JAKARTA – Komisi Pemberantasan Korupsi (KPK) mengungkapkan kasus korupsi terhadap transaksi kuota haji khusus terjadi akibat penetapan kuota oleh Kemenag di tahun 2023-2024 tidak dilakukan secara langsung. Dikutip dari Liputan6 pada Rabu (10/9/2025).
“Tidak secara langsung,” ungkap Pelaksana Tugas Deputi Penindakan dan Eksekusi KPK, Asep Guntur Rahayu, di Gedung Merah Putih KPK, Jakarta, pada hari Selasa (9/9/2025).

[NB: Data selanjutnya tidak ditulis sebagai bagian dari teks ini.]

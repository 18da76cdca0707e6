//! SVG document -> pixels, via `usvg`/`resvg`.
//!
//! Text shaping happens here: the generated documents carry `<text>`
//! elements and the parser resolves them against the system font database,
//! so the rasterizer is built once and reused across frames.

use std::sync::Arc;

use crate::core::Canvas;
use crate::error::{VizError, VizResult};

/// One rasterized frame in row-major RGBA8.
#[derive(Clone, Debug)]
pub struct FrameRgba {
    pub width: u32,
    pub height: u32,
    pub data: Vec<u8>,
    pub premultiplied: bool,
}

pub struct Rasterizer {
    opt: usvg::Options<'static>,
}

impl Rasterizer {
    pub fn new() -> Self {
        let mut db = usvg::fontdb::Database::new();
        db.load_system_fonts();
        let opt = usvg::Options {
            fontdb: Arc::new(db),
            ..Default::default()
        };
        Self { opt }
    }

    #[tracing::instrument(skip_all, fields(w = canvas.width, h = canvas.height))]
    pub fn render(&self, svg: &str, canvas: Canvas) -> VizResult<FrameRgba> {
        let tree = usvg::Tree::from_data(svg.as_bytes(), &self.opt)
            .map_err(|e| VizError::render(format!("parse svg tree: {e}")))?;

        let mut pixmap = resvg::tiny_skia::Pixmap::new(canvas.width, canvas.height)
            .ok_or_else(|| VizError::render("pixmap allocation failed"))?;
        resvg::render(
            &tree,
            resvg::tiny_skia::Transform::identity(),
            &mut pixmap.as_mut(),
        );

        Ok(FrameRgba {
            width: canvas.width,
            height: canvas.height,
            data: pixmap.take(),
            premultiplied: true,
        })
    }
}

impl Default for Rasterizer {
    fn default() -> Self {
        Self::new()
    }
}
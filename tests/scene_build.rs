//! End-to-end scene construction: every built-in scene bakes, validates,
//! and produces sensible SVG frames.

use compviz::{Canvas, Fps, FrameIndex, SceneKind, Theme, pipeline};

fn fps() -> Fps {
    Fps::new(30, 1).unwrap()
}

#[test]
fn every_scene_builds_at_hd() {
    let theme = Theme::default();
    for kind in SceneKind::ALL {
        let scene = kind.build(fps(), Canvas::hd(), &theme).unwrap();
        assert_eq!(scene.name, kind.name());
        assert!(scene.duration.0 > 0, "{kind} has no frames");
        assert!(!scene.units.is_empty(), "{kind} has no units");
        scene.validate().unwrap();
    }
}

#[test]
fn every_scene_builds_at_other_sizes() {
    let theme = Theme::default();
    let square = Canvas {
        width: 1080,
        height: 1080,
    };
    for kind in SceneKind::ALL {
        kind.build(fps(), square, &theme).unwrap();
        kind.build(Fps::new(60, 1).unwrap(), Canvas::hd(), &theme)
            .unwrap();
    }
}

#[test]
fn first_and_last_frames_produce_svg() {
    let theme = Theme::default();
    for kind in SceneKind::ALL {
        let scene = kind.build(fps(), Canvas::hd(), &theme).unwrap();
        let first = pipeline::render_svg(&scene, FrameIndex(0), &theme).unwrap();
        let last =
            pipeline::render_svg(&scene, FrameIndex(scene.duration.0 - 1), &theme).unwrap();
        assert!(first.starts_with("<svg "), "{kind}");
        assert!(last.ends_with("</svg>\n"), "{kind}");
        // something is on screen by the end of every scene
        assert!(last.contains("<text"), "{kind} final frame has no text");
    }
}

#[test]
fn still_scenes_show_everything_from_frame_zero() {
    let theme = Theme::default();
    for kind in [
        SceneKind::IdentifyBasicBlocks,
        SceneKind::BuildBasicBlocks,
        SceneKind::FinalCfg,
    ] {
        let scene = kind.build(fps(), Canvas::hd(), &theme).unwrap();
        for unit in &scene.units {
            assert_eq!(
                unit.opacity.sample(FrameIndex(0)),
                1.0,
                "{kind}: unit '{}' hidden at frame 0",
                unit.id
            );
        }
    }
}

#[test]
fn scenes_serialize_to_json_and_back() {
    let theme = Theme::default();
    let scene = SceneKind::FinalCfg.build(fps(), Canvas::hd(), &theme).unwrap();
    let json = serde_json::to_string(&scene).unwrap();
    let back: compviz::Scene = serde_json::from_str(&json).unwrap();
    assert_eq!(back.duration, scene.duration);
    assert_eq!(back.units.len(), scene.units.len());
    back.validate().unwrap();
}

#[test]
fn ast_scene_token_and_node_counts() {
    let theme = Theme::default();
    let scene = SceneKind::AstGeneration
        .build(fps(), Canvas::hd(), &theme)
        .unwrap();
    let tokens = scene
        .units
        .iter()
        .filter(|u| u.id.0.starts_with("token_"))
        .count();
    assert_eq!(tokens, 33);
    let edges = scene
        .units
        .iter()
        .filter(|u| u.id.0.starts_with("edge_"))
        .count();
    assert_eq!(edges, 9);
}
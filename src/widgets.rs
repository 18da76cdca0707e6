//! Builders for the recurring visuals: stacked text paragraphs, boxed
//! tree/graph nodes, and the connectors between them.
//!
//! Everything here works in scene units and produces [`VisualUnit`]s; the
//! scene scripts only decide what to build, where, and when to reveal it.

use crate::core::{Point, Rect, Rgba8, Vec2};
use crate::element::{Element, Shape, TextAnchor, TextSpan, VisualUnit};
use crate::graph::BranchLabel;
use crate::layout;
use crate::style::{ArrowStyle, Hue, Theme};

#[derive(Clone, Debug)]
pub struct TextLine {
    pub text: String,
    pub color: Rgba8,
    pub font_size: f64,
    pub bold: bool,
    pub mono: bool,
}

impl TextLine {
    pub fn new(text: impl Into<String>, color: Rgba8, font_size: f64) -> Self {
        Self {
            text: text.into(),
            color,
            font_size,
            bold: false,
            mono: false,
        }
    }

    pub fn mono(mut self) -> Self {
        self.mono = true;
        self
    }

    pub fn bold(mut self) -> Self {
        self.bold = true;
        self
    }
}

/// Left-aligned vertical stack of text lines, centered as a group.
#[derive(Clone, Debug)]
pub struct StackedText {
    id: String,
    lines: Vec<TextLine>,
    /// Vertical gap between consecutive lines, in (unscaled) scene units.
    gap: f64,
    scale: f64,
}

impl StackedText {
    pub fn new(id: impl Into<String>, lines: Vec<TextLine>) -> Self {
        Self {
            id: id.into(),
            lines,
            gap: 0.25,
            scale: 1.0,
        }
    }

    pub fn gap(mut self, gap: f64) -> Self {
        self.gap = gap;
        self
    }

    pub fn scale(mut self, scale: f64) -> Self {
        self.scale = scale;
        self
    }

    pub fn width(&self) -> f64 {
        self.lines
            .iter()
            .map(|l| layout::text_width(&l.text, l.font_size * self.scale))
            .fold(0.0, f64::max)
    }

    pub fn height(&self) -> f64 {
        let ems: f64 = self
            .lines
            .iter()
            .map(|l| layout::em_units(l.font_size * self.scale))
            .sum();
        let gaps = self.gap * self.scale * self.lines.len().saturating_sub(1) as f64;
        ems + gaps
    }

    pub fn build_at(self, center: Point) -> VisualUnit {
        let width = self.width();
        let height = self.height();
        let left = center.x - width / 2.0;
        let mut y = center.y + height / 2.0;

        let mut elements = Vec::with_capacity(self.lines.len());
        for line in &self.lines {
            let font = line.font_size * self.scale;
            let em = layout::em_units(font);
            y -= em / 2.0;
            elements.push(Element {
                shape: Shape::Text(TextSpan {
                    content: line.text.clone(),
                    font_size: font,
                    bold: line.bold,
                    mono: line.mono,
                    anchor: TextAnchor::Start,
                    origin: Point::new(left, y),
                }),
                color: line.color,
            });
            y -= em / 2.0 + self.gap * self.scale;
        }
        VisualUnit::new(self.id, elements)
    }

    /// Place the stack flush against the right frame edge (inset by
    /// `buff`), vertically centered on `y`.
    pub fn build_at_right_edge(self, canvas: crate::core::Canvas, buff: f64, y: f64) -> VisualUnit {
        let x = layout::frame_half_width(canvas) - buff - self.width() / 2.0;
        self.build_at(Point::new(x, y))
    }
}

/// Single centered line, for titles and annotations.
pub fn centered_text(
    id: impl Into<String>,
    text: impl Into<String>,
    color: Rgba8,
    font_size: f64,
    origin: Point,
    bold: bool,
) -> VisualUnit {
    VisualUnit::new(
        id,
        vec![Element {
            shape: Shape::Text(TextSpan {
                content: text.into(),
                font_size,
                bold,
                mono: false,
                anchor: TextAnchor::Middle,
                origin,
            }),
            color,
        }],
    )
}

/// Scene title anchored at the top-left corner.
pub fn corner_title(
    id: impl Into<String>,
    text: impl Into<String>,
    color: Rgba8,
    canvas: crate::core::Canvas,
    theme: &Theme,
) -> VisualUnit {
    let corner = layout::corner_point(canvas, layout::Corner::UpLeft, 0.5);
    let em = layout::em_units(theme.title_font_size);
    VisualUnit::new(
        id,
        vec![Element {
            shape: Shape::Text(TextSpan {
                content: text.into(),
                font_size: theme.title_font_size,
                bold: false,
                mono: false,
                anchor: TextAnchor::Start,
                origin: Point::new(corner.x, corner.y - em / 2.0),
            }),
            color,
        }],
    )
}

/// Scene title centered on the top frame edge.
pub fn top_title(
    id: impl Into<String>,
    text: impl Into<String>,
    color: Rgba8,
    canvas: crate::core::Canvas,
    theme: &Theme,
) -> VisualUnit {
    let edge = layout::edge_point(canvas, layout::Edge::Up, 0.5);
    let em = layout::em_units(theme.title_font_size);
    centered_text(
        id,
        text,
        color,
        theme.title_font_size,
        Point::new(edge.x, edge.y - em / 2.0),
        false,
    )
}

/// Rounded outline around a target rectangle, inflated by `buff`.
pub fn surround(
    id: impl Into<String>,
    target: Rect,
    color: Rgba8,
    buff: f64,
    corner_radius: f64,
    stroke_width: f64,
) -> VisualUnit {
    VisualUnit::new(
        id,
        vec![Element {
            shape: Shape::RoundedRect {
                rect: target.inflate(buff, buff),
                corner_radius,
                stroke_width,
            },
            color,
        }],
    )
}

/// Boxed AST node: left-aligned mono lines inside a colored outline,
/// centered on `pos`. `scale` shrinks the node in place.
pub fn node_box(
    id: impl Into<String>,
    lines: &[&str],
    hue: Hue,
    pos: Point,
    scale: f64,
    theme: &Theme,
) -> VisualUnit {
    let text_lines = lines
        .iter()
        .map(|l| TextLine::new(*l, theme.text, theme.node_font_size).mono())
        .collect();
    let stack = StackedText::new("", text_lines).gap(0.12).scale(scale);
    let content = Rect::new(
        pos.x - stack.width() / 2.0,
        pos.y - stack.height() / 2.0,
        pos.x + stack.width() / 2.0,
        pos.y + stack.height() / 2.0,
    );
    let border = content.inflate(0.25 * scale, 0.25 * scale);

    let id = id.into();
    let mut unit = stack.build_at(pos);
    unit.id = crate::element::UnitId::new(id);
    unit.elements.insert(
        0,
        Element {
            shape: Shape::RoundedRect {
                rect: border,
                corner_radius: 0.25 * scale,
                stroke_width: 2.5,
            },
            color: theme.hue(hue),
        },
    );
    unit.with_frame(border)
}

/// Boxed basic block: statements inside a colored outline with a bold
/// floating label above. The unit frame is the border box, so connectors
/// ignore the label. An empty block shows a muted `(empty)` placeholder.
pub fn block_box(
    id: impl Into<String>,
    label: &str,
    statements: &[String],
    hue: Hue,
    pos: Point,
    scale: f64,
    theme: &Theme,
) -> VisualUnit {
    let text_lines: Vec<TextLine> = if statements.is_empty() {
        vec![TextLine::new("(empty)", theme.muted, theme.stmt_font_size)]
    } else {
        statements
            .iter()
            .map(|s| TextLine::new(s.clone(), theme.text, theme.stmt_font_size))
            .collect()
    };
    let stack = StackedText::new("", text_lines).gap(0.15).scale(scale);
    let content = Rect::new(
        pos.x - stack.width() / 2.0,
        pos.y - stack.height() / 2.0,
        pos.x + stack.width() / 2.0,
        pos.y + stack.height() / 2.0,
    );
    let border = content.inflate(0.3 * scale, 0.3 * scale);

    let color = theme.hue(hue);
    let title_font = theme.block_title_font_size * scale;
    let title_y = border.y1 + 0.2 * scale + layout::em_units(title_font) / 2.0;

    let id = id.into();
    let mut unit = stack.build_at(pos);
    unit.id = crate::element::UnitId::new(id);
    unit.elements.insert(
        0,
        Element {
            shape: Shape::RoundedRect {
                rect: border,
                corner_radius: 0.3 * scale,
                stroke_width: 3.0,
            },
            color,
        },
    );
    unit.elements.push(Element {
        shape: Shape::Text(TextSpan {
            content: label.to_string(),
            font_size: title_font,
            bold: true,
            mono: false,
            anchor: TextAnchor::Middle,
            origin: Point::new(pos.x, title_y),
        }),
        color,
    });
    unit.with_frame(border)
}

/// Which side of the source box a connector leaves from. Connectors always
/// arrive at the top edge of the destination.
#[derive(Clone, Copy, Debug, PartialEq, Eq)]
pub enum SourceAnchor {
    Bottom,
    Left,
    Right,
}

impl SourceAnchor {
    /// Branch connectors leave sideways, toward the branch they take.
    pub fn for_label(label: Option<BranchLabel>) -> Self {
        match label {
            Some(BranchLabel::True) => Self::Left,
            Some(BranchLabel::False) => Self::Right,
            None => Self::Bottom,
        }
    }
}

/// Arrow from one unit's frame to another's, optionally labeled. The label
/// sits at the arrow midpoint, nudged sideways off the line.
pub fn connector(
    id: impl Into<String>,
    from: &VisualUnit,
    to: &VisualUnit,
    anchor: SourceAnchor,
    label: Option<BranchLabel>,
    style: &ArrowStyle,
) -> VisualUnit {
    let a = from.frame;
    let b = to.frame;
    let start = match anchor {
        SourceAnchor::Bottom => {
            Point::new((a.x0 + a.x1) / 2.0, a.y0 - style.anchor_offset)
        }
        SourceAnchor::Left => Point::new(a.x0 - style.anchor_offset, (a.y0 + a.y1) / 2.0),
        SourceAnchor::Right => Point::new(a.x1 + style.anchor_offset, (a.y0 + a.y1) / 2.0),
    };
    let end = Point::new((b.x0 + b.x1) / 2.0, b.y1 + style.anchor_offset);

    // pull both endpoints in so the arrow clears the boxes
    let dir = end - start;
    let len = dir.hypot();
    let (start, end) = if len > 2.0 * style.buffer {
        let unit: Vec2 = dir / len;
        (start + unit * style.buffer, end - unit * style.buffer)
    } else {
        (start, end)
    };

    let mut elements = vec![Element {
        shape: Shape::Arrow {
            start,
            end,
            stroke_width: style.stroke_width,
            tip_length: style.tip_length,
        },
        color: style.color,
    }];

    if let Some(branch) = label {
        let nudge = match branch {
            BranchLabel::True => -style.label_offset,
            BranchLabel::False => style.label_offset,
        };
        let mid = start.midpoint(end);
        elements.push(Element {
            shape: Shape::Text(TextSpan {
                content: branch.as_str().to_string(),
                font_size: style.label_font_size,
                bold: true,
                mono: false,
                anchor: TextAnchor::Middle,
                origin: Point::new(mid.x + nudge, mid.y),
            }),
            color: style.color,
        });
    }

    VisualUnit::new(id, elements)
}

#[cfg(test)]
mod tests {
    use super::*;
    use crate::core::Canvas;
    use crate::element::Shape;

    fn theme() -> Theme {
        Theme::default()
    }

    #[test]
    fn stacked_text_keeps_lines_left_aligned() {
        let t = theme();
        let stack = StackedText::new(
            "s",
            vec![
                TextLine::new("short", t.text, 20.0),
                TextLine::new("a much longer line", t.text, 20.0),
            ],
        );
        let unit = stack.build_at(Point::ZERO);
        let xs: Vec<f64> = unit
            .elements
            .iter()
            .map(|e| match &e.shape {
                Shape::Text(span) => span.origin.x,
                other => panic!("unexpected element {other:?}"),
            })
            .collect();
        assert!((xs[0] - xs[1]).abs() < 1e-9);
    }

    #[test]
    fn empty_block_gets_a_placeholder() {
        let t = theme();
        let unit = block_box("exit", "exit_block", &[], Hue::Red, Point::ZERO, 1.0, &t);
        let has_placeholder = unit.elements.iter().any(|e| {
            matches!(&e.shape, Shape::Text(span) if span.content == "(empty)")
        });
        assert!(has_placeholder);
    }

    #[test]
    fn block_frame_excludes_the_floating_label() {
        let t = theme();
        let stmts = vec!["return x;".to_string()];
        let unit = block_box("b", "block_7", &stmts, Hue::Purple, Point::ZERO, 1.0, &t);
        assert!(unit.bbox().y1 > unit.frame.y1, "label should float above the frame");
    }

    #[test]
    fn branch_connectors_leave_sideways_and_carry_a_label() {
        let t = theme();
        let cond = block_box(
            "cond",
            "block_1",
            &["if (score >= 90)".to_string()],
            Hue::Orange,
            Point::new(0.0, 1.0),
            1.0,
            &t,
        );
        let then = block_box(
            "then",
            "block_2",
            &["grade = 1;".to_string()],
            Hue::Yellow,
            Point::new(-3.0, -1.0),
            1.0,
            &t,
        );
        let anchor = SourceAnchor::for_label(Some(BranchLabel::True));
        assert_eq!(anchor, SourceAnchor::Left);

        let arrow = connector("e", &cond, &then, anchor, Some(BranchLabel::True), &t.cfg_arrow);
        let label = arrow.elements.iter().find_map(|e| match &e.shape {
            Shape::Text(span) => Some(span.content.clone()),
            _ => None,
        });
        assert_eq!(label.as_deref(), Some("true"));

        let Shape::Arrow { start, .. } = &arrow.elements[0].shape else {
            panic!("first element should be the arrow shaft");
        };
        assert!(start.x < cond.frame.x0, "true branch leaves the left edge");
    }

    #[test]
    fn corner_title_starts_inside_the_frame() {
        let t = theme();
        let canvas = Canvas::hd();
        let title = corner_title("t", "Step 1: Source Code", t.text, canvas, &t);
        let b = title.bbox();
        assert!(b.x0 < 0.0 && b.y1 > 0.0);
        assert!(b.x0 >= -layout::frame_half_width(canvas));
        assert!(b.y1 <= layout::frame_half_height());
    }
}
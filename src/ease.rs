#[derive(Clone, Copy, Debug, PartialEq, Eq, serde::Serialize, serde::Deserialize)]
pub enum Ease {
    Linear,
    InQuad,
    OutQuad,
    InOutQuad,
    InCubic,
    OutCubic,
    InOutCubic,
}

impl Ease {
    pub fn apply(self, t: f64) -> f64 {
        let t = t.clamp(0.0, 1.0);
        match self {
            Self::Linear => t,
            Self::InQuad => t * t,
            Self::OutQuad => 1.0 - (1.0 - t) * (1.0 - t),
            Self::InOutQuad => {
                if t < 0.5 {
                    2.0 * t * t
                } else {
                    1.0 - ((-2.0 * t + 2.0).powi(2) / 2.0)
                }
            }
            Self::InCubic => t.powi(3),
            Self::OutCubic => 1.0 - (1.0 - t).powi(3),
            Self::InOutCubic => {
                if t < 0.5 {
                    4.0 * t.powi(3)
                } else {
                    1.0 - ((-2.0 * t + 2.0).powi(3) / 2.0)
                }
            }
        }
    }
}

#[cfg(test)]
mod tests {
    use super::*;

    const ALL: [Ease; 7] = [
        Ease::Linear,
        Ease::InQuad,
        Ease::OutQuad,
        Ease::InOutQuad,
        Ease::InCubic,
        Ease::OutCubic,
        Ease::InOutCubic,
    ];

    #[test]
    fn endpoints_are_stable() {
        for ease in ALL {
            assert_eq!(ease.apply(0.0), 0.0);
            assert_eq!(ease.apply(1.0), 1.0);
        }
    }

    #[test]
    fn monotonic_spot_check() {
        for ease in ALL {
            let a = ease.apply(0.25);
            let b = ease.apply(0.5);
            let c = ease.apply(0.75);
            assert!(a < b);
            assert!(b < c);
        }
    }

    #[test]
    fn input_is_clamped() {
        for ease in ALL {
            assert_eq!(ease.apply(-1.0), 0.0);
            assert_eq!(ease.apply(2.0), 1.0);
        }
    }
}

Asep menjelaskan bahwa setelah Pemerintah Arab Saudi memberikan tambahan 20.000 kuota haji, kuota tersebut dibagi menjadi 10.000 untuk haji reguler dan 10.000 untuk haji khusus. Kuota tambahan haji khusus ini kemudian dialokasikan kepada asosiasi agen perjalanan haji oleh pihak Kemenag.
“Kemudian kuota itu dibagikan oleh masing-masing asosiasi ini ke travel agent (agensi perjalanan haji) yang menjadi anggota di asosiasinya,”tambahnya.